INSTRUCTIONS TO FOLLOW :: Beneath this instruction is a listing. Transcribe from it only the stretch from the line with "let mut am: media_library::ActiveModel" through the line with "let bucket: Bucket = row.bucket.parse()?;", both end lines included, exactly as written.

● ● ● ● ●

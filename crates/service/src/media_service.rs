//! Media library: uploads tracked in `media_library`, and reconciliation of
//! that table against what actually sits in each bucket.

use std::collections::HashSet;

use chrono::Utc;
use sea_orm::{ActiveModelTrait, ColumnTrait, DatabaseConnection, EntityTrait, QueryFilter, QueryOrder, QuerySelect, Set};
use serde::Serialize;
use tracing::{info, warn};
use uuid::Uuid;

use common::metrics::record_sync_inserted;
use models::{media_library, validation};

use crate::errors::ServiceError;
use crate::storage::{naming, BlobStore, Bucket, ObjectInfo};

/// A file as received from the admin upload form.
#[derive(Clone, Debug)]
pub struct MediaUpload {
    pub bucket: Bucket,
    pub prefix: Option<String>,
    pub original_name: String,
    pub content_type: Option<String>,
    pub alt_text: Option<String>,
    pub bytes: Vec<u8>,
}

#[derive(Clone, Debug, Default, PartialEq, Eq, Serialize)]
pub struct SyncReport {
    pub bucket: String,
    pub scanned: usize,
    pub inserted: usize,
    pub already_tracked: usize,
    pub orphaned_rows: usize,
}

/// What a sync has to do, computed without touching the store or the DB.
#[derive(Debug, Default, PartialEq)]
pub struct SyncPlan<'a> {
    pub untracked: Vec<&'a ObjectInfo>,
    pub already_tracked: usize,
    pub orphaned: Vec<String>,
}

/// Objects missing from `tracked` become inserts; tracked paths with no
/// object left are orphans.
pub fn plan_sync<'a>(objects: &'a [ObjectInfo], tracked: &HashSet<String>) -> SyncPlan<'a> {
    let present: HashSet<&str> = objects.iter().map(|o| o.path.as_str()).collect();
    let (known, untracked): (Vec<&ObjectInfo>, Vec<&ObjectInfo>) =
        objects.iter().partition(|o| tracked.contains(&o.path));
    let mut orphaned: Vec<String> = tracked.iter().filter(|p| !present.contains(p.as_str())).cloned().collect();
    orphaned.sort();
    SyncPlan { untracked, already_tracked: known.len(), orphaned }
}

pub async fn list_media(db: &DatabaseConnection, bucket: Option<Bucket>) -> Result<Vec<media_library::Model>, ServiceError> {
    let mut q = media_library::Entity::find();
    if let Some(b) = bucket {
        q = q.filter(media_library::Column::Bucket.eq(b.as_str()));
    }
    Ok(q.order_by_desc(media_library::Column::CreatedAt).all(db).await?)
}

pub async fn get_media(db: &DatabaseConnection, id: Uuid) -> Result<media_library::Model, ServiceError> {
    media_library::Entity::find_by_id(id)
        .one(db)
        .await?
        .ok_or_else(|| ServiceError::not_found("media"))
}

/// Store the file under a generated name and record it.
pub async fn upload_media(
    db: &DatabaseConnection,
    store: &dyn BlobStore,
    upload: MediaUpload,
) -> Result<media_library::Model, ServiceError> {
    let file_name = upload
        .original_name
        .rsplit(['/', '\\'])
        .next()
        .unwrap_or_default()
        .trim()
        .to_string();
    if file_name.is_empty() {
        return Err(ServiceError::Validation("file name required".into()));
    }
    let path = naming::generate_object_name(upload.prefix.as_deref(), &file_name);
    let stored = store
        .upload(upload.bucket, &path, &upload.bytes, upload.content_type.as_deref())
        .await?;

    let am = media_library::ActiveModel {
        id: Set(Uuid::new_v4()),
        bucket: Set(upload.bucket.as_str().to_string()),
        path: Set(stored.path.clone()),
        file_name: Set(file_name),
        public_url: Set(stored.public_url.clone()),
        mime_type: Set(stored.content_type.clone()),
        size_bytes: Set(stored.size_bytes as i64),
        alt_text: Set(validation::optional_text(upload.alt_text.as_deref())),
        created_at: Set(Utc::now().into()),
    };
    match am.insert(db).await {
        Ok(row) => {
            info!(media_id = %row.id, bucket = %upload.bucket, path = %row.path, size = row.size_bytes, "media uploaded");
            Ok(row)
        }
        Err(e) => {
            if let Err(cleanup) = store.delete(upload.bucket, &stored.path).await {
                warn!(bucket = %upload.bucket, path = %stored.path, error = %cleanup, "orphaned upload after failed insert");
            }
            Err(e.into())
        }
    }
}

pub async fn update_media_alt_text(
    db: &DatabaseConnection,
    id: Uuid,
    alt_text: Option<String>,
) -> Result<media_library::Model, ServiceError> {
    let mut am: media_library::ActiveModel = get_media(db, id).await?.into();
    am.alt_text = Set(validation::optional_text(alt_text.as_deref()));
    Ok(am.update(db).await?)
}

/// Delete the object and its row. An object already gone from the store is
/// not an error.
pub async fn delete_media(db: &DatabaseConnection, store: &dyn BlobStore, id: Uuid) -> Result<(), ServiceError> {
    let row = get_media(db, id).await?;
    let bucket: Bucket = row.bucket.parse()?;
    let removed = store.delete(bucket, &row.path).await?;
    if !removed {
        warn!(media_id = %id, %bucket, path = %row.path, "blob already missing");
    }
    media_library::Entity::delete_by_id(id).exec(db).await?;
    info!(media_id = %id, %bucket, "media deleted");
    Ok(())
}

/// Track every object in `bucket` that has no row yet.
pub async fn sync_bucket(db: &DatabaseConnection, store: &dyn BlobStore, bucket: Bucket) -> Result<SyncReport, ServiceError> {
    let objects = store.list(bucket, None).await?;
    let tracked: HashSet<String> = media_library::Entity::find()
        .select_only()
        .column(media_library::Column::Path)
        .filter(media_library::Column::Bucket.eq(bucket.as_str()))
        .into_tuple::<String>()
        .all(db)
        .await?
        .into_iter()
        .collect();

    let plan = plan_sync(&objects, &tracked);
    let now = Utc::now();
    for obj in &plan.untracked {
        let am = media_library::ActiveModel {
            id: Set(Uuid::new_v4()),
            bucket: Set(bucket.as_str().to_string()),
            path: Set(obj.path.clone()),
            file_name: Set(obj.file_name().to_string()),
            public_url: Set(store.public_url(bucket, &obj.path)),
            mime_type: Set(obj.content_type.clone()),
            size_bytes: Set(obj.size_bytes as i64),
            alt_text: Set(None),
            created_at: Set(obj.last_modified.unwrap_or(now).into()),
        };
        am.insert(db).await?;
    }
    record_sync_inserted(bucket.as_str(), plan.untracked.len() as u64);

    let report = SyncReport {
        bucket: bucket.as_str().to_string(),
        scanned: objects.len(),
        inserted: plan.untracked.len(),
        already_tracked: plan.already_tracked,
        orphaned_rows: plan.orphaned.len(),
    };
    if !plan.orphaned.is_empty() {
        warn!(%bucket, orphaned = ?plan.orphaned, "tracked media without a stored object");
    }
    info!(%bucket, scanned = report.scanned, inserted = report.inserted, orphaned = report.orphaned_rows, "bucket synced");
    Ok(report)
}

/// Sync each bucket in turn; the first failure stops the run.
pub async fn sync_all_buckets(db: &DatabaseConnection, store: &dyn BlobStore) -> Result<Vec<SyncReport>, ServiceError> {
    let mut reports = Vec::with_capacity(Bucket::ALL.len());
    for bucket in Bucket::ALL {
        reports.push(sync_bucket(db, store, bucket).await?);
    }
    Ok(reports)
}

#[cfg(test)]
mod tests {
    use super::*;
    use crate::storage::LocalBlobStore;
    use crate::test_support::{db_tests_enabled, get_db};

    fn obj(path: &str) -> ObjectInfo {
        ObjectInfo { path: path.into(), size_bytes: 1, content_type: None, last_modified: None }
    }

    #[test]
    fn plan_splits_untracked_tracked_and_orphans() {
        let objects = vec![obj("a.png"), obj("b.png"), obj("c/d.png")];
        let tracked: HashSet<String> = ["b.png", "gone.png", "also-gone.png"].iter().map(|s| s.to_string()).collect();
        let plan = plan_sync(&objects, &tracked);
        let untracked: Vec<_> = plan.untracked.iter().map(|o| o.path.as_str()).collect();
        assert_eq!(untracked, vec!["a.png", "c/d.png"]);
        assert_eq!(plan.already_tracked, 1);
        assert_eq!(plan.orphaned, vec!["also-gone.png".to_string(), "gone.png".to_string()]);
    }

    #[test]
    fn plan_on_empty_bucket() {
        let plan = plan_sync(&[], &HashSet::new());
        assert_eq!(plan, SyncPlan::default());
    }

    #[tokio::test]
    async fn upload_sync_and_delete() -> Result<(), anyhow::Error> {
        if !db_tests_enabled() { return Ok(()); }
        let db = get_db().await?;
        let root = std::env::temp_dir().join(format!("batik_media_{}", Uuid::new_v4()));
        let store = LocalBlobStore::new(&root, "http://localhost:8080/storage", 1024 * 1024);
        store.ensure_buckets().await?;

        let row = upload_media(&db, &store, MediaUpload {
            bucket: Bucket::Images,
            prefix: Some("Banner Home".into()),
            original_name: "C:\\fakepath\\Hero.PNG".into(),
            content_type: None,
            alt_text: Some("Banner utama".into()),
            bytes: b"png-bytes".to_vec(),
        }).await?;
        assert_eq!(row.file_name, "Hero.PNG");
        assert!(row.path.starts_with("banner-home/") && row.path.ends_with(".png"));
        assert_eq!(row.mime_type.as_deref(), Some("image/png"));

        // dropped in by hand, outside the upload flow
        let legacy_path = format!("manual/{}.jpg", Uuid::new_v4());
        store.upload(Bucket::Images, &legacy_path, b"jpg", None).await?;
        let report = sync_bucket(&db, &store, Bucket::Images).await?;
        assert_eq!(report.scanned, 2);
        assert_eq!(report.inserted, 1);
        assert_eq!(report.already_tracked, 1);

        // second run is a no-op
        let again = sync_bucket(&db, &store, Bucket::Images).await?;
        assert_eq!(again.inserted, 0);

        store.delete(Bucket::Images, &legacy_path).await?;
        let orphaned = sync_bucket(&db, &store, Bucket::Images).await?;
        assert!(orphaned.orphaned_rows >= 1);

        delete_media(&db, &store, row.id).await?;
        assert!(matches!(get_media(&db, row.id).await, Err(ServiceError::NotFound(_))));

        let legacy = list_media(&db, Some(Bucket::Images)).await?
            .into_iter()
            .find(|m| m.path == legacy_path);
        if let Some(l) = legacy {
            // blob is gone already; delete must still succeed
            delete_media(&db, &store, l.id).await?;
        }
        let _ = tokio::fs::remove_dir_all(&root).await;
        Ok(())
    }
}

● ● ● ● ●

WRITTEN SOLUTION ::
    let mut am: media_library::ActiveModel = get_media(db, id).await?.into();
    am.alt_text = Set(validation::optional_text(alt_text.as_deref()));
    Ok(am.update(db).await?)
}

/// Delete the object and its row. An object already gone from the store is
/// not an error.
pub async fn delete_media(db: &DatabaseConnection, store: &dyn BlobStore, id: Uuid) -> Result<(), ServiceError> {
    let row = get_media(db, id).await?;
    let bucket: Bucket = row.bucket.parse()?;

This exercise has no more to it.